Two versions of the model are provided:

| File | Description | Size |
| :--- | :--- | :--- |
| **`checkpoint_epoch_50.pth`** | Best performing FP32 model. | 826MB
| **`checkpoint_epoch_50_quantized.pth`** | optimized INT8 Quantized model. | 136MB

> **Training Context**: Model was fine-tuned on an **L4 GPU** in Google Colab.

## 📊 Performance Metrics

Evaluated on the Pascal VOC 2012 Validation set:

| Task | Metric | Score |
|------|--------|-------|
| **Detection** | mAP (0.5:0.95) | **46.7%** |
| **Detection** | mAP@50 | **75.6%** |
| **Semantic** | mIoU | **87.3%** |
| **Instance** | Mask mAP (0.5:0.95) | **35.8%** |
| **Instance** | Mask mAP@50 | **65.7%** |

*For detailed per-class analysis and ablation studies, please refer to the [GitHub Repository](https://github.com/Sivamorgan/Pascal-TriheadNet).*

## 🏗 Model Overview

The architecture utilizes a **Vision Transformer (ViT-Base)** backbone pretrained on ImageNet. 

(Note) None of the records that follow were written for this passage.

//! Caller-owned keyword registry.
//!
//! Holds the monitored keywords for one search. Uniqueness is enforced on
//! the lower-cased text, so `"Fraud"` and `"fraud"` cannot both be
//! registered. Insertion order is preserved and drives match discovery
//! order within a line.

use tracing::warn;

use crate::error::KeywordError;
use crate::models::{fold_case, Category, Keyword};

#[derive(Debug, Clone, Default, PartialEq, Eq)]
pub struct KeywordRegistry {
    entries: Vec<Keyword>,
}

impl KeywordRegistry {
    pub fn new() -> Self {
        Self::default()
    }

    /// Build a registry from an arbitrary list, keeping the first of any
    /// case-insensitive duplicates.
    pub fn from_keywords(keywords: impl IntoIterator<Item = Keyword>) -> Self {
        let mut registry = Self::new();
        for kw in keywords {
            if let Err(e) = registry.insert(kw) {
                warn!("skipping keyword: {}", e);
            }
        }
        registry
    }

    pub fn insert(&mut self, keyword: Keyword) -> Result<(), KeywordError> {
        if self.contains(keyword.text()) {
            return Err(KeywordError::Duplicate(keyword.text().to_string()));
        }
        self.entries.push(keyword);
        Ok(())
    }

    /// Remove by case-insensitive text.
    pub fn remove(&mut self, text: &str) -> Option<Keyword> {
        let needle = fold_case(text.trim());
        let pos = self
            .entries
            .iter()
            .position(|k| k.normalized() == needle)?;
        Some(self.entries.remove(pos))
    }

    pub fn get(&self, text: &str) -> Option<&Keyword> {
        let needle = fold_case(text.trim());
        self.entries.iter().find(|k| k.normalized() == needle)
    }

    pub fn contains(&self, text: &str) -> bool {
        self.get(text).is_some()
    }

    pub fn by_category(&self, category: Category) -> impl Iterator<Item = &Keyword> {
        self.entries
            .iter()
            .filter(move |k| k.category() == category)
    }

    pub fn iter(&self) -> std::slice::Iter<'_, Keyword> {
        self.entries.iter()
    }

    pub fn as_slice(&self) -> &[Keyword] {
        &self.entries
    }

    pub fn len(&self) -> usize {
        self.entries.len()
    }

    pub fn is_empty(&self) -> bool {
        self.entries.is_empty()
    }
}

impl<'a> IntoIterator for &'a KeywordRegistry {
    type Item = &'a Keyword;
    type IntoIter = std::slice::Iter<'a, Keyword>;

    fn into_iter(self) -> Self::IntoIter {
        self.iter()
    }
}
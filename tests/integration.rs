use std::fs;
use std::path::{Path, PathBuf};
use std::process::Command;
use tempfile::TempDir;

fn kws_binary() -> PathBuf {
    let mut path = std::env::current_exe().unwrap();
    path.pop(); // remove test binary name
    path.pop(); // remove deps/
    path.push("kws");
    path
}

fn setup_test_env() -> (TempDir, PathBuf) {
    let tmp = TempDir::new().unwrap();
    let root = tmp.path().to_path_buf();

    let config_dir = root.join("config");
    fs::create_dir_all(&config_dir).unwrap();

    let docs_dir = root.join("docs");
    fs::create_dir_all(&docs_dir).unwrap();
    fs::write(
        docs_dir.join("claim.txt"),
        "Claim 0042 review notes.\nThe claim was Approved by staff.\nNo fraud found; fraud checks passed.\n",
    )
    .unwrap();
    fs::write(docs_dir.join("clean.txt"), "Nothing of interest here.\n").unwrap();

    let config_content = format!(
        r#"[db]
path = "{}/data/kws.sqlite"

[scan]
context_radius = 10

[render]
markup = "markdown"

[server]
bind = "127.0.0.1:7341"
"#,
        root.display()
    );

    let config_path = config_dir.join("kws.toml");
    fs::write(&config_path, config_content).unwrap();

    (tmp, config_path)
}

fn run_kws(config_path: &Path, args: &[&str]) -> (String, String, bool) {
    let binary = kws_binary();
    let output = Command::new(&binary)
        .arg("--config")
        .arg(config_path.to_str().unwrap())
        .args(args)
        .output()
        .unwrap_or_else(|e| panic!("Failed to run kws binary at {:?}: {}", binary, e));

    let stdout = String::from_utf8_lossy(&output.stdout).to_string();
    let stderr = String::from_utf8_lossy(&output.stderr).to_string();
    let success = output.status.success();
    (stdout, stderr, success)
}

fn seed_keywords(config_path: &Path) {
    let (_, stderr, success) = run_kws(config_path, &["init"]);
    assert!(success, "init failed: {}", stderr);
    for (text, category) in [("approved", "positive"), ("fraud", "negative")] {
        let (_, stderr, success) =
            run_kws(config_path, &["keyword", "add", text, "--category", category]);
        assert!(success, "keyword add {} failed: {}", text, stderr);
    }
}

#[test]
fn test_init_creates_database() {
    let (tmp, config_path) = setup_test_env();

    let (stdout, stderr, success) = run_kws(&config_path, &["init"]);
    assert!(success, "init failed: stdout={}, stderr={}", stdout, stderr);
    assert!(stdout.contains("initialized"));
    assert!(tmp.path().join("data").join("kws.sqlite").exists());
}

#[test]
fn test_init_idempotent() {
    let (_tmp, config_path) = setup_test_env();

    let (_, _, success1) = run_kws(&config_path, &["init"]);
    assert!(success1, "First init failed");

    let (_, _, success2) = run_kws(&config_path, &["init"]);
    assert!(success2, "Second init failed (not idempotent)");
}

#[test]
fn test_missing_config_errors() {
    let tmp = TempDir::new().unwrap();
    let (_, stderr, success) = run_kws(&tmp.path().join("nope.toml"), &["init"]);
    assert!(!success);
    assert!(stderr.contains("Failed to read config file"), "{}", stderr);
}

#[test]
fn test_keyword_add_and_list() {
    let (_tmp, config_path) = setup_test_env();
    seed_keywords(&config_path);

    let (stdout, _, success) = run_kws(&config_path, &["keyword", "list"]);
    assert!(success);
    assert!(stdout.contains("approved"));
    assert!(stdout.contains("fraud"));
    assert!(stdout.contains("2 keyword(s)"));

    let (stdout, _, success) =
        run_kws(&config_path, &["keyword", "list", "--category", "negative"]);
    assert!(success);
    assert!(stdout.contains("fraud"));
    assert!(!stdout.contains("approved"));
}

#[test]
fn test_keyword_duplicate_rejected() {
    let (_tmp, config_path) = setup_test_env();
    seed_keywords(&config_path);

    let (_, stderr, success) = run_kws(
        &config_path,
        &["keyword", "add", "FRAUD", "--category", "negative"],
    );
    assert!(!success, "duplicate keyword should fail");
    assert!(stderr.contains("already exists"), "stderr: {}", stderr);
}

#[test]
fn test_keyword_empty_and_bad_category_rejected() {
    let (_tmp, config_path) = setup_test_env();
    run_kws(&config_path, &["init"]);

    let (_, stderr, success) =
        run_kws(&config_path, &["keyword", "add", "   ", "--category", "positive"]);
    assert!(!success);
    assert!(stderr.contains("must not be empty"), "stderr: {}", stderr);

    let (_, _, success) =
        run_kws(&config_path, &["keyword", "add", "late", "--category", "neutral"]);
    assert!(!success);
}

#[test]
fn test_keyword_remove() {
    let (_tmp, config_path) = setup_test_env();
    seed_keywords(&config_path);

    let (stdout, _, success) = run_kws(&config_path, &["keyword", "remove", "1"]);
    assert!(success);
    assert!(stdout.contains("Removed keyword #1"));

    let (_, stderr, success) = run_kws(&config_path, &["keyword", "remove", "1"]);
    assert!(!success);
    assert!(stderr.contains("No keyword with id 1"));
}

#[test]
fn test_keyword_import_export() {
    let (tmp, config_path) = setup_test_env();
    seed_keywords(&config_path);

    let import = tmp.path().join("more.json");
    fs::write(
        &import,
        r#"[{"text": "denied", "category": "negative"}, {"text": "Approved", "category": "positive"}]"#,
    )
    .unwrap();
    let (stdout, stderr, success) =
        run_kws(&config_path, &["keyword", "import", import.to_str().unwrap()]);
    assert!(success, "import failed: {}", stderr);
    assert!(stdout.contains("Imported 1 keyword(s), skipped 1 duplicate(s)"));

    let export = tmp.path().join("out").join("keywords.json");
    let (_, stderr, success) = run_kws(
        &config_path,
        &["keyword", "export", "--output", export.to_str().unwrap()],
    );
    assert!(success, "export failed: {}", stderr);
    let exported: serde_json::Value =
        serde_json::from_str(&fs::read_to_string(&export).unwrap()).unwrap();
    let texts: Vec<&str> = exported
        .as_array()
        .unwrap()
        .iter()
        .map(|k| k["text"].as_str().unwrap())
        .collect();
    assert_eq!(texts, vec!["approved", "fraud", "denied"]);
}

#[test]
fn test_scan_text_document() {
    let (tmp, config_path) = setup_test_env();
    seed_keywords(&config_path);
    let doc = tmp.path().join("docs").join("claim.txt");

    let (stdout, stderr, success) = run_kws(&config_path, &["scan", doc.to_str().unwrap()]);
    assert!(success, "scan failed: {}", stderr);
    assert!(stdout.contains("page 1, line 2 [positive] approved"), "{}", stdout);
    assert!(stdout.contains("claim was **Approved** by staff."), "{}", stdout);
    assert!(stdout.contains("page 1, line 3 [negative] fraud"), "{}", stdout);
    assert!(stdout.contains("Summary: 1 positive, 1 negative"), "{}", stdout);
}

#[test]
fn test_scan_all_occurrences_json() {
    let (tmp, config_path) = setup_test_env();
    seed_keywords(&config_path);
    let doc = tmp.path().join("docs").join("claim.txt");

    let (stdout, stderr, success) = run_kws(
        &config_path,
        &[
            "scan",
            doc.to_str().unwrap(),
            "--mode",
            "all-occurrences",
            "--format",
            "json",
        ],
    );
    assert!(success, "scan failed: {}", stderr);
    let report: serde_json::Value = serde_json::from_str(&stdout).unwrap();
    assert_eq!(report["page_count"], 1);
    assert_eq!(report["mode"], "all-occurrences");
    assert_eq!(report["matches"].as_array().unwrap().len(), 3);
    assert_eq!(report["summary"]["counts_by_keyword"]["fraud"], 2);
    assert_eq!(report["summary"]["counts_by_category"]["negative"], 2);
}

#[test]
fn test_scan_category_filter() {
    let (tmp, config_path) = setup_test_env();
    seed_keywords(&config_path);
    let doc = tmp.path().join("docs").join("claim.txt");

    let (stdout, _, success) = run_kws(
        &config_path,
        &[
            "scan",
            doc.to_str().unwrap(),
            "--category",
            "positive",
            "--format",
            "json",
        ],
    );
    assert!(success);
    let report: serde_json::Value = serde_json::from_str(&stdout).unwrap();
    let keywords = report["summary"]["counts_by_keyword"].as_object().unwrap();
    assert!(keywords.contains_key("approved"));
    assert!(!keywords.contains_key("fraud"));
}

#[test]
fn test_scan_lines_view() {
    let (tmp, config_path) = setup_test_env();
    seed_keywords(&config_path);
    let doc = tmp.path().join("docs").join("claim.txt");

    let (stdout, _, success) = run_kws(
        &config_path,
        &["scan", doc.to_str().unwrap(), "--format", "lines"],
    );
    assert!(success);
    assert_eq!(
        stdout,
        "page 1, line 2: approved (positive)\npage 1, line 3: fraud (negative)\n"
    );
}

#[test]
fn test_scan_no_matches() {
    let (tmp, config_path) = setup_test_env();
    seed_keywords(&config_path);
    let doc = tmp.path().join("docs").join("clean.txt");

    let (stdout, _, success) = run_kws(&config_path, &["scan", doc.to_str().unwrap()]);
    assert!(success);
    assert!(stdout.contains("No matches."));
}

#[test]
fn test_scan_unknown_extension_errors() {
    let (tmp, config_path) = setup_test_env();
    seed_keywords(&config_path);
    let doc = tmp.path().join("docs").join("data.bin");
    fs::write(&doc, b"\x00\x01").unwrap();

    let (_, stderr, success) = run_kws(&config_path, &["scan", doc.to_str().unwrap()]);
    assert!(!success);
    assert!(stderr.contains("Cannot infer content type"), "{}", stderr);
}

#[test]
fn test_scan_respects_max_file_bytes() {
    let (tmp, config_path) = setup_test_env();
    let config = fs::read_to_string(&config_path).unwrap();
    fs::write(
        &config_path,
        config.replace("context_radius = 10", "context_radius = 10\nmax_file_bytes = 8"),
    )
    .unwrap();
    seed_keywords(&config_path);
    let doc = tmp.path().join("docs").join("claim.txt");

    let (_, stderr, success) = run_kws(&config_path, &["scan", doc.to_str().unwrap()]);
    assert!(!success);
    assert!(stderr.contains("max_file_bytes"), "{}", stderr);
}

#[test]
fn test_stats() {
    let (_tmp, config_path) = setup_test_env();
    seed_keywords(&config_path);

    let (stdout, _, success) = run_kws(&config_path, &["stats"]);
    assert!(success);
    assert!(stdout.contains("Keywords:    2"));
    assert!(stdout.contains("positive"));
    assert!(stdout.contains("negative"));
}
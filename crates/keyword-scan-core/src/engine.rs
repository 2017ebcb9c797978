//! Keyword occurrence search over paginated text.
//!
//! The [`MatchEngine`] takes pages from an extractor and keywords from a
//! caller-owned registry and returns every [`Match`] together with a
//! [`MatchSummary`]. It is pure: no I/O, no shared state, no errors on
//! well-formed input.
//!
//! # Algorithm
//!
//! 1. Fold each keyword to lower case once; later case-insensitive
//!    duplicates are skipped.
//! 2. Fold each page to lower case one char at a time, keeping a map from
//!    folded bytes back to the original text (lower-casing can change byte
//!    lengths, never char counts).
//! 3. Scan according to [`SearchMode`]:
//!    - `FirstPerLine`: for every line, record the first occurrence of
//!      each keyword present on it.
//!    - `AllOccurrences`: for every keyword, record each non-overlapping
//!      occurrence on the page, advancing past the hit.
//! 4. Cut a snippet of `context_radius` characters around each occurrence.
//! 5. Order matches by page, then discovery order, and tally the summary.
//!
//! # Example
//!
//! ```rust
//! use keyword_scan_core::engine::search;
//! use keyword_scan_core::models::{Keyword, Page, SearchMode};
//!
//! let pages = vec![Page::new(1, "The claim was APPROVED.")];
//! let keywords = vec![Keyword::positive("approved").unwrap()];
//! let (matches, summary) = search(pages, &keywords, SearchMode::FirstPerLine, 10);
//! assert_eq!(matches.len(), 1);
//! assert_eq!(summary.counts_by_category.positive, 1);
//! ```

use serde::{Deserialize, Serialize};
use std::collections::HashSet;
use std::ops::Range;
use tracing::debug;

use crate::models::{fold_case, fold_char, Keyword, Match, MatchSummary, Page, SearchMode};
use crate::snippet::build_snippet;

/// Characters of context on each side of a match when none is configured.
pub const DEFAULT_CONTEXT_RADIUS: usize = 40;

/// Tuning for a single search call.
#[derive(Debug, Clone, Copy, PartialEq, Eq, Serialize, Deserialize)]
pub struct SearchOptions {
    /// Whether to record the first occurrence per line or every occurrence.
    pub mode: SearchMode,
    /// Characters of context before and after each occurrence.
    pub context_radius: usize,
    /// Stop after this many pages.
    pub max_pages: Option<usize>,
}

impl Default for SearchOptions {
    fn default() -> Self {
        Self {
            mode: SearchMode::default(),
            context_radius: DEFAULT_CONTEXT_RADIUS,
            max_pages: None,
        }
    }
}

/// Result of one search call.
#[derive(Debug, Clone, Default, PartialEq, Eq, Serialize)]
pub struct SearchOutcome {
    /// Matches ordered by page, then discovery order within the page.
    pub matches: Vec<Match>,
    /// Per-category and per-keyword counts over `matches`.
    pub summary: MatchSummary,
    /// Pages actually searched, including pages with no hits.
    pub pages_scanned: usize,
    /// True when `max_pages` or the caller's callback cut the scan short.
    pub stopped_early: bool,
}

/// Stateless keyword search over pages, configured once with
/// [`SearchOptions`] and reusable across documents.
#[derive(Debug, Clone, Default)]
pub struct MatchEngine {
    options: SearchOptions,
}

impl MatchEngine {
    /// Create an engine that searches with `options`.
    pub fn new(options: SearchOptions) -> Self {
        Self { options }
    }

    /// Options this engine was built with.
    pub fn options(&self) -> &SearchOptions {
        &self.options
    }

    /// Search every page (up to `max_pages`) for `keywords`.
    ///
    /// Keywords that fold to the same text are searched once, under the
    /// first one given.
    pub fn search<I>(&self, pages: I, keywords: &[Keyword]) -> SearchOutcome
    where
        I: IntoIterator<Item = Page>,
    {
        self.search_until(pages, keywords, |_| true)
    }

    /// Like [`search`](Self::search), but asks `keep_going` before each page
    /// and stops as soon as it returns `false`.
    pub fn search_until<I, F>(&self, pages: I, keywords: &[Keyword], mut keep_going: F) -> SearchOutcome
    where
        I: IntoIterator<Item = Page>,
        F: FnMut(&Page) -> bool,
    {
        let terms = prepare_terms(keywords);
        let radius = self.options.context_radius;

        let mut matches = Vec::new();
        let mut pages_scanned = 0usize;
        let mut stopped_early = false;

        for page in pages {
            let capped = self
                .options
                .max_pages
                .is_some_and(|cap| pages_scanned >= cap);
            if capped || !keep_going(&page) {
                stopped_early = true;
                break;
            }
            pages_scanned += 1;

            if terms.is_empty() || page.text.trim().is_empty() {
                continue;
            }

            let before = matches.len();
            let folded = FoldedText::new(&page.text);
            match self.options.mode {
                SearchMode::FirstPerLine => {
                    scan_lines(&page, &folded, &terms, radius, &mut matches)
                }
                SearchMode::AllOccurrences => {
                    scan_all(&page, &folded, &terms, radius, &mut matches)
                }
            }
            debug!(page = page.index, hits = matches.len() - before, "scanned page");
        }

        // Stable: discovery order survives within a page.
        matches.sort_by_key(|m| m.page);

        let mut summary = MatchSummary::default();
        for term in &terms {
            summary
                .counts_by_keyword
                .insert(term.keyword.text().to_string(), 0);
        }
        for m in &matches {
            *summary
                .counts_by_keyword
                .entry(m.keyword.text().to_string())
                .or_insert(0) += m.count_contribution;
            summary.counts_by_category.increment(m.keyword.category());
        }

        SearchOutcome {
            matches,
            summary,
            pages_scanned,
            stopped_early,
        }
    }
}

/// Run one search with explicit mode and radius.
pub fn search<I>(
    pages: I,
    keywords: &[Keyword],
    mode: SearchMode,
    context_radius: usize,
) -> (Vec<Match>, MatchSummary)
where
    I: IntoIterator<Item = Page>,
{
    let engine = MatchEngine::new(SearchOptions {
        mode,
        context_radius,
        max_pages: None,
    });
    let outcome = engine.search(pages, keywords);
    (outcome.matches, outcome.summary)
}

struct Term<'k> {
    keyword: &'k Keyword,
    needle: String,
}

fn prepare_terms(keywords: &[Keyword]) -> Vec<Term<'_>> {
    let mut seen = HashSet::new();
    let mut terms = Vec::with_capacity(keywords.len());
    for keyword in keywords {
        let needle = fold_case(keyword.text());
        assert!(!needle.is_empty(), "keyword text must not be empty");
        if !seen.insert(needle.clone()) {
            debug!(keyword = keyword.text(), "duplicate keyword skipped");
            continue;
        }
        terms.push(Term { keyword, needle });
    }
    terms
}

/// Lower-cased copy of a page with a map back to source byte offsets.
struct FoldedText {
    lower: String,
    /// Source char start for every byte of `lower`; `None` when the
    /// folding is byte-for-byte (pure ASCII input). Each folded char maps
    /// to exactly one source char.
    origin: Option<Vec<usize>>,
}

impl FoldedText {
    fn new(text: &str) -> Self {
        if text.is_ascii() {
            return Self {
                lower: text.to_ascii_lowercase(),
                origin: None,
            };
        }
        let mut lower = String::with_capacity(text.len());
        let mut origin = Vec::with_capacity(text.len());
        for (i, c) in text.char_indices() {
            lower.push(fold_char(c));
            origin.resize(lower.len(), i);
        }
        Self {
            lower,
            origin: Some(origin),
        }
    }

    /// Map a non-empty folded range onto the source text.
    fn source_range(&self, text: &str, range: Range<usize>) -> Range<usize> {
        match &self.origin {
            None => range,
            Some(origin) => {
                let start = origin[range.start];
                let last = origin[range.end - 1];
                let last_len = text[last..].chars().next().map_or(0, char::len_utf8);
                start..last + last_len
            }
        }
    }
}

fn scan_lines(
    page: &Page,
    folded: &FoldedText,
    terms: &[Term<'_>],
    radius: usize,
    out: &mut Vec<Match>,
) {
    let mut line_start = 0;
    for (line_idx, line) in folded.lower.split('\n').enumerate() {
        for term in terms {
            if let Some(pos) = line.find(term.needle.as_str()) {
                let start = line_start + pos;
                let span = folded.source_range(&page.text, start..start + term.needle.len());
                out.push(make_match(page, term.keyword, span, line_idx + 1, radius));
            }
        }
        line_start += line.len() + 1;
    }
}

fn scan_all(
    page: &Page,
    folded: &FoldedText,
    terms: &[Term<'_>],
    radius: usize,
    out: &mut Vec<Match>,
) {
    let newlines: Vec<usize> = page.text.match_indices('\n').map(|(i, _)| i).collect();
    for term in terms {
        let mut cursor = 0;
        while let Some(pos) = folded.lower[cursor..].find(term.needle.as_str()) {
            let start = cursor + pos;
            let end = start + term.needle.len();
            let span = folded.source_range(&page.text, start..end);
            let line = newlines.partition_point(|&nl| nl < span.start) + 1;
            out.push(make_match(page, term.keyword, span, line, radius));
            cursor = end;
        }
    }
}

fn make_match(
    page: &Page,
    keyword: &Keyword,
    span: Range<usize>,
    line: usize,
    radius: usize,
) -> Match {
    let snippet = build_snippet(&page.text, span.start, span.len(), radius);
    Match {
        keyword: keyword.clone(),
        page: page.index,
        line,
        byte_offset: span.start,
        byte_len: span.len(),
        context: snippet.context,
        snippet: snippet.text,
        count_contribution: 1,
    }
}
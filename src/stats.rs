//! Keyword database overview for `kws stats`.

use anyhow::Result;
use keyword_scan_core::models::Category;
use keyword_scan_core::store::KeywordStore;

use crate::config::Config;
use crate::db;
use crate::sqlite_store::SqliteKeywordStore;

pub async fn run_stats(config: &Config) -> Result<()> {
    let pool = db::connect(config).await?;
    let store = SqliteKeywordStore::new(pool.clone());
    let counts = store.count_by_category().await?;
    pool.close().await;

    let db_size = std::fs::metadata(&config.db.path)
        .map(|m| m.len())
        .unwrap_or(0);

    println!("keyword-scan - Database Stats");
    println!("=============================");
    println!();
    println!("  Database:    {}", config.db.path.display());
    println!("  Size:        {}", format_bytes(db_size));
    println!();
    println!("  Keywords:    {}", counts.total());
    for category in Category::ALL {
        println!("    {:<10} {:>6}", category.as_str(), counts.get(category));
    }
    println!();
    println!("  Scan mode:   {}", config.scan.mode);
    println!("  Radius:      {} chars", config.scan.context_radius);
    println!();

    Ok(())
}

/// Format a byte count as a human-readable string.
fn format_bytes(bytes: u64) -> String {
    if bytes < 1024 {
        format!("{} B", bytes)
    } else if bytes < 1024 * 1024 {
        format!("{:.1} KB", bytes as f64 / 1024.0)
    } else if bytes < 1024 * 1024 * 1024 {
        format!("{:.1} MB", bytes as f64 / (1024.0 * 1024.0))
    } else {
        format!("{:.2} GB", bytes as f64 / (1024.0 * 1024.0 * 1024.0))
    }
}
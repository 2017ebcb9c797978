//! Keyword registry import and export as JSON.
//!
//! The file format is a plain array so lists can be edited by hand or
//! produced by other tools:
//!
//! ```json
//! [
//!   { "text": "approved", "category": "positive" },
//!   { "text": "fraud", "category": "negative" }
//! ]
//! ```

use anyhow::{Context, Result};
use keyword_scan_core::models::Keyword;
use keyword_scan_core::store::KeywordStore;
use keyword_scan_core::KeywordError;
use std::path::Path;
use tracing::debug;

use crate::config::Config;
use crate::db;
use crate::sqlite_store::SqliteKeywordStore;

/// Outcome of an import.
#[derive(Debug, Default, PartialEq, Eq)]
pub struct ImportSummary {
    pub added: usize,
    pub skipped: usize,
}

/// Insert every keyword, skipping ones already present.
pub async fn import_keywords(
    store: &dyn KeywordStore,
    keywords: &[Keyword],
) -> Result<ImportSummary> {
    let mut summary = ImportSummary::default();
    for keyword in keywords {
        match store.add_keyword(keyword).await {
            Ok(_) => summary.added += 1,
            Err(e) if matches!(e.downcast_ref::<KeywordError>(), Some(KeywordError::Duplicate(_))) => {
                debug!(keyword = keyword.text(), "skipping duplicate");
                summary.skipped += 1;
            }
            Err(e) => return Err(e),
        }
    }
    Ok(summary)
}

/// `kws keyword import <file>`.
pub async fn run_import(config: &Config, path: &Path) -> Result<()> {
    let content = std::fs::read_to_string(path)
        .with_context(|| format!("Failed to read {}", path.display()))?;
    let keywords: Vec<Keyword> = serde_json::from_str(&content)
        .with_context(|| format!("Invalid keyword file: {}", path.display()))?;

    let pool = db::connect(config).await?;
    let store = SqliteKeywordStore::new(pool.clone());
    let summary = import_keywords(&store, &keywords).await?;
    pool.close().await;

    println!(
        "Imported {} keyword(s), skipped {} duplicate(s)",
        summary.added, summary.skipped
    );
    Ok(())
}

/// `kws keyword export`. Writes to `output` when given, stdout otherwise.
pub async fn run_export(config: &Config, output: Option<&Path>) -> Result<()> {
    let pool = db::connect(config).await?;
    let store = SqliteKeywordStore::new(pool.clone());
    let keywords: Vec<Keyword> = store
        .list_keywords(None)
        .await?
        .into_iter()
        .map(|s| s.keyword)
        .collect();
    pool.close().await;

    let json = serde_json::to_string_pretty(&keywords)?;

    match output {
        Some(path) => {
            if let Some(parent) = path.parent() {
                if !parent.as_os_str().is_empty() {
                    std::fs::create_dir_all(parent)?;
                }
            }
            std::fs::write(path, &json)?;
            eprintln!("Exported {} keywords to {}", keywords.len(), path.display());
        }
        None => {
            println!("{}", json);
        }
    }

    Ok(())
}
//! # keyword-scan core
//!
//! Pure logic for keyword-scan: keyword models, the caller-owned keyword
//! registry, the match engine, snippet construction, highlight markup,
//! and the keyword store trait.
//!
//! This crate contains no tokio, sqlx, filesystem I/O, or document
//! parsing. Text extraction and persistence live in the application
//! crate; the engine only ever sees in-memory pages and keywords.

pub mod engine;
pub mod error;
pub mod highlight;
pub mod models;
pub mod registry;
pub mod snippet;
pub mod store;

pub use engine::{MatchEngine, SearchOptions, SearchOutcome};
pub use error::KeywordError;
pub use models::{Category, Keyword, Match, MatchSummary, Page, SearchMode};
pub use registry::KeywordRegistry;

1.  **Backbone**: `vit_base_patch16_224` with the last 6 blocks fine-tuned.
2.  **Neck**: A **Simple Feature Pyramid** (ViTDet-style) that creates multi-scale feature maps (P2-P5) from the single-scale ViT output.
3.  **Heads**:
    *   **Detection**: FCOS-style anchor-free detector.
    *   **Semantic**: Panoptic FPN-style segmentation head.
    *   **Instance**: Mask R-CNN-style head using RoI Align.

## ⚙️ Training Configuration

- **Epochs**: 50
- **Batch Size**: 32
- **Optimizer**: AdamW (Base LR: 2e-4)
- **Loss**: Weighted sum of Focal Loss (Det), Cross-Entropy/Dice (Sem/Inst), and GIoU (Box).

---

### Model Details
- **Developed by:** Sivasubiramaniam Subbiah
- **Model type:** Multi-task Vision Model
- **Language(s):** Python, PyTorch
- **License:** MIT
- **Finetuned from:** Vision Transformer (ViT)